Your Web site is your window to the world. It’s always on, always open and available virtually anywhere. And it’s a crucial part of your business. That’s why you always want it working optimally. For many, however, it’s not.
In an audit evaluating data from 100,000 Web sites (totaling 450 million pages), SEMrush found half of those Web sites had duplicate content and nearly as many (45%) had image optimization issues.
While neither of these issues will individually harm search results much, they can, over time and in great numbers, damage the way search engines view your site. “By having duplicate content on your Web site, you will lose your capability to choose which page you want to rank for,” writes SEMrush product marketing manager Elena Terenteva in a post explaining the results. “Search engines won’t know which pages you want to be considered landing pages in [their results], and those pages can even start to compete with one another.”
advertisement
advertisement
Similarly, image optimization issues, such as missing alt tags (which provide descriptions of images on a page) or broken internal links, can affect how a search engine might view the site’s overall user experience. Alt-tags, for instance, also help visually impaired users, and the absence of them can be a red flag for a less-than-optimal Web site. The same goes for broken links.
Broken Links Add Up
Broken images links, just like broken hyperlinks, might not be a deal-breaker on their own, but too many of them can affect how the search
engines interact with your site, and thus how your page ranks, Terenteva writes.
“Each time search engine bots visit your Web site, they crawl a certain number of pages, but not your entire site,” she writes. “If you have a lot of broken links, you risk diverting the bots’ attention from your pages, which actually matters — your pages won’t be crawled and indexed.”
Of the 100,000 sites SEMrush evaluated, 35% had broken internal links (the vast majority of which returned a “page not found” code) and 25% had broken external links.
Elsewhere, many sites had title tag issues, including: duplicate title tags (found on 35% of the Web sites), title tags that were too long (15%), and/or missing title tags (8%).
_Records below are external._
//! Ledger error types.
//!
//! Every error the engine can produce is a variant of [`LedgerError`], so callers
//! match exhaustively instead of comparing error values by identity. Variants fall
//! into four kinds (see [`ErrorKind`]): caller mistakes, authorization failures,
//! missing resources, and internal failures.

use rust_decimal::Decimal;
use splitledger_shared::AppError;
use splitledger_shared::types::{Currency, ExpenseId, MoneyError, SettlementId};
use thiserror::Error;

use super::types::SettlementStatus;

/// Broad classification of a [`LedgerError`].
#[derive(Debug, Clone, Copy, PartialEq, Eq)]
pub enum ErrorKind {
    /// The input was wrong. Never retried, nothing written.
    Validation,
    /// The requester may not act on the scope.
    Authorization,
    /// The referenced resource does not exist.
    NotFound,
    /// Internal consistency failure or collaborator failure.
    Internal,
}

/// Errors that can occur during ledger operations.
#[derive(Debug, Error)]
pub enum LedgerError {
    // ========== Validation Errors ==========
    /// An amount is zero, negative, unparseable, or in the wrong currency.
    #[error("Invalid amount: {0}")]
    InvalidAmount(String),

    /// Payments do not add up to the expense total.
    #[error("Payment total {actual} does not match expense amount {expected}")]
    PaymentTotalMismatch {
        /// The expense total.
        expected: Decimal,
        /// The sum of all payments.
        actual: Decimal,
    },

    /// Splits do not add up to the expense total.
    #[error("Split total {actual} does not match expense amount {expected}")]
    SplitTotalMismatch {
        /// The expense total.
        expected: Decimal,
        /// The sum of all splits.
        actual: Decimal,
    },

    /// Percentage splits do not add up to 100.
    #[error("Percentages must sum to 100, got {0}")]
    PercentageTotalMismatch(Decimal),

    /// Splits of one expense use different split types.
    #[error("All splits must have the same type")]
    MixedSplitTypes,

    /// An exact split is missing its amount.
    #[error("Amount required for exact splits")]
    AmountRequired,

    /// A percentage split is missing its percentage.
    #[error("Percentage required for percentage splits")]
    PercentageRequired,

    /// A shares split is missing its share count or it is zero.
    #[error("Shares required and must be > 0 for shares splits")]
    SharesRequired,

    /// The expense has no payments.
    #[error("At least one payment is required")]
    MissingPayments,

    /// The expense has no splits.
    #[error("At least one split is required")]
    MissingSplits,

    /// A participant reference names both a user and a pending user, or neither.
    #[error("Participant must reference exactly one of user or pending user")]
    InvalidParticipant,

    /// A participant appears twice in the same list.
    #[error("Participant {0} appears more than once")]
    DuplicateParticipant(String),

    /// The title is empty after trimming.
    #[error("Title is required")]
    TitleRequired,

    /// The category name is empty or has no usable characters.
    #[error("Category name is required")]
    InvalidCategoryName,

    /// A settlement names the same participant as payer and payee.
    #[error("Payer and payee cannot be the same participant")]
    SelfSettlement,

    /// A settlement status change that is not allowed.
    #[error("Cannot move settlement from {from} to {to}")]
    InvalidStatusTransition {
        /// Current status.
        from: SettlementStatus,
        /// Requested status.
        to: SettlementStatus,
    },

    // ========== Authorization Errors ==========
    /// The participant is not a member of the group.
    #[error("Not a member of this group")]
    NotGroupMember,

    /// No friendship exists between the two users.
    #[error("Friendship not found")]
    FriendNotFound,

    /// The friendship does not allow this action (not accepted, or a third party involved).
    #[error("Invalid friend action")]
    InvalidFriendAction,

    // ========== Not Found Errors ==========
    /// Expense not found (or deleted).
    #[error("Expense not found: {0}")]
    ExpenseNotFound(ExpenseId),

    /// Group not found.
    #[error("Group not found")]
    GroupNotFound,

    /// Settlement not found.
    #[error("Settlement not found: {0}")]
    SettlementNotFound(SettlementId),

    // ========== Internal Errors ==========
    /// A ledger invariant did not hold. Logged with full context where detected.
    #[error("Ledger invariant violated: {0}")]
    InvariantViolation(String),

    /// A collaborator (store, directory) failed.
    #[error("Storage error: {0}")]
    Storage(String),
}

impl LedgerError {
    /// Returns the error classification.
    #[must_use]
    pub fn kind(&self) -> ErrorKind {
        match self {
            Self::InvalidAmount(_)
            | Self::PaymentTotalMismatch { .. }
            | Self::SplitTotalMismatch { .. }
            | Self::PercentageTotalMismatch(_)
            | Self::MixedSplitTypes
            | Self::AmountRequired
            | Self::PercentageRequired
            | Self::SharesRequired
            | Self::MissingPayments
            | Self::MissingSplits
            | Self::InvalidParticipant
            | Self::DuplicateParticipant(_)
            | Self::TitleRequired
            | Self::InvalidCategoryName
            | Self::SelfSettlement
            | Self::InvalidStatusTransition { .. } => ErrorKind::Validation,

            Self::NotGroupMember | Self::FriendNotFound | Self::InvalidFriendAction => {
                ErrorKind::Authorization
            }

            Self::ExpenseNotFound(_) | Self::GroupNotFound | Self::SettlementNotFound(_) => {
                ErrorKind::NotFound
            }

            Self::InvariantViolation(_) | Self::Storage(_) => ErrorKind::Internal,
        }
    }

    /// Returns the error code for API responses.
    #[must_use]
    pub fn error_code(&self) -> &'static str {
        match self {
            Self::InvalidAmount(_) => "INVALID_AMOUNT",
            Self::PaymentTotalMismatch { .. } => "PAYMENT_TOTAL_MISMATCH",
            Self::SplitTotalMismatch { .. } => "SPLIT_TOTAL_MISMATCH",
            Self::PercentageTotalMismatch(_) => "PERCENTAGE_TOTAL_MISMATCH",
            Self::MixedSplitTypes => "MIXED_SPLIT_TYPES",
            Self::AmountRequired => "AMOUNT_REQUIRED",
            Self::PercentageRequired => "PERCENTAGE_REQUIRED",
            Self::SharesRequired => "SHARES_REQUIRED",
            Self::MissingPayments => "MISSING_PAYMENTS",
            Self::MissingSplits => "MISSING_SPLITS",
            Self::InvalidParticipant => "INVALID_PARTICIPANT",
            Self::DuplicateParticipant(_) => "DUPLICATE_PARTICIPANT",
            Self::TitleRequired => "TITLE_REQUIRED",
            Self::InvalidCategoryName => "INVALID_CATEGORY_NAME",
            Self::SelfSettlement => "SELF_SETTLEMENT",
            Self::InvalidStatusTransition { .. } => "INVALID_STATUS_TRANSITION",
            Self::NotGroupMember => "NOT_GROUP_MEMBER",
            Self::FriendNotFound => "FRIEND_NOT_FOUND",
            Self::InvalidFriendAction => "INVALID_FRIEND_ACTION",
            Self::ExpenseNotFound(_) => "EXPENSE_NOT_FOUND",
            Self::GroupNotFound => "GROUP_NOT_FOUND",
            Self::SettlementNotFound(_) => "SETTLEMENT_NOT_FOUND",
            Self::InvariantViolation(_) | Self::Storage(_) => "INTERNAL_ERROR",
        }
    }

    /// Returns the HTTP status code for this error.
    #[must_use]
    pub fn http_status_code(&self) -> u16 {
        match self.kind() {
            ErrorKind::Validation => 400,
            ErrorKind::Authorization => 403,
            ErrorKind::NotFound => 404,
            ErrorKind::Internal => 500,
        }
    }

    /// Returns true if this error is retryable.
    ///
    /// Always false: retries belong to the persistence layer, not the ledger.
    #[must_use]
    pub fn is_retryable(&self) -> bool {
        false
    }

    pub(crate) fn invalid_amount(err: &MoneyError) -> Self {
        Self::InvalidAmount(err.to_string())
    }

    pub(crate) fn currency_mismatch(expected: Currency, actual: Currency) -> Self {
        Self::InvalidAmount(format!(
            "currency {actual} does not match scope currency {expected}"
        ))
    }
}

impl From<LedgerError> for AppError {
    fn from(err: LedgerError) -> Self {
        match err.kind() {
            ErrorKind::Validation => Self::Validation(err.to_string()),
            ErrorKind::Authorization => Self::Forbidden(err.to_string()),
            ErrorKind::NotFound => Self::NotFound(err.to_string()),
            // Opaque on purpose: the detail was logged where it was detected.
            ErrorKind::Internal => Self::Internal("ledger computation failed".to_string()),
        }
    }
}

#[cfg(test)]
mod tests {
    use super::*;

    #[test]
    fn test_error_codes() {
        assert_eq!(
            LedgerError::InvalidAmount(String::new()).error_code(),
            "INVALID_AMOUNT"
        );
        assert_eq!(
            LedgerError::PaymentTotalMismatch {
                expected: Decimal::new(10000, 2),
                actual: Decimal::new(5000, 2),
            }
            .error_code(),
            "PAYMENT_TOTAL_MISMATCH"
        );
        assert_eq!(LedgerError::NotGroupMember.error_code(), "NOT_GROUP_MEMBER");
        assert_eq!(
            LedgerError::InvariantViolation(String::new()).error_code(),
            "INTERNAL_ERROR"
        );
    }

    #[test]
    fn test_kinds_and_status_codes() {
        assert_eq!(LedgerError::MixedSplitTypes.kind(), ErrorKind::Validation);
        assert_eq!(LedgerError::MixedSplitTypes.http_status_code(), 400);
        assert_eq!(LedgerError::FriendNotFound.kind(), ErrorKind::Authorization);
        assert_eq!(LedgerError::FriendNotFound.http_status_code(), 403);
        assert_eq!(LedgerError::GroupNotFound.http_status_code(), 404);
        assert_eq!(
            LedgerError::ExpenseNotFound(ExpenseId::from_u128(1)).kind(),
            ErrorKind::NotFound
        );
        assert_eq!(
            LedgerError::Storage("down".to_string()).http_status_code(),
            500
        );
    }

    #[test]
    fn test_nothing_is_retryable() {
        assert!(!LedgerError::Storage("down".to_string()).is_retryable());
        assert!(!LedgerError::InvalidParticipant.is_retryable());
    }

    #[test]
    fn test_error_display() {
        let err = LedgerError::SplitTotalMismatch {
            expected: Decimal::new(10000, 2),
            actual: Decimal::new(9999, 2),
        };
        assert_eq!(
            err.to_string(),
            "Split total 99.99 does not match expense amount 100.00"
        );

        let err = LedgerError::InvalidStatusTransition {
            from: SettlementStatus::Cancelled,
            to: SettlementStatus::Completed,
        };
        assert_eq!(err.to_string(), "Cannot move settlement from cancelled to completed");
    }

    #[test]
    fn test_internal_errors_are_opaque_at_the_boundary() {
        let app: AppError = LedgerError::InvariantViolation("edges 99 != total 100".into()).into();
        assert_eq!(app.error_code(), "INTERNAL_ERROR");
        assert!(!app.to_string().contains("edges"));

        let app: AppError = LedgerError::NotGroupMember.into();
        assert_eq!(app.status_code(), 403);
    }
}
Missing or duplicate tags don’t accurately communicate a page’s value, while overly long tags affect how much is visible within search results. “Title tags are also one of the most important SEO elements on your page — correctly optimized title tags can really impact your rankings in a positive way,” Terenteva writes.
Other issues included duplicate or missing meta descriptions (30% and 25%, respectively), low text-to-html ratios (28%) and low word counts (18%), none of which are in themselves crucial to search performance but can affect results in the long run.
The upshot of all these findings points to a need to be constantly aware of your Web site and any potential issues that may affect search rankings in order to fix them before they become a real problem. “There is always the chance you could get to a critical point where a lot of small mistakes can accumulate and snowball into a litany of problems that can destroy your Web site’s rankings,” Terenteva concludes.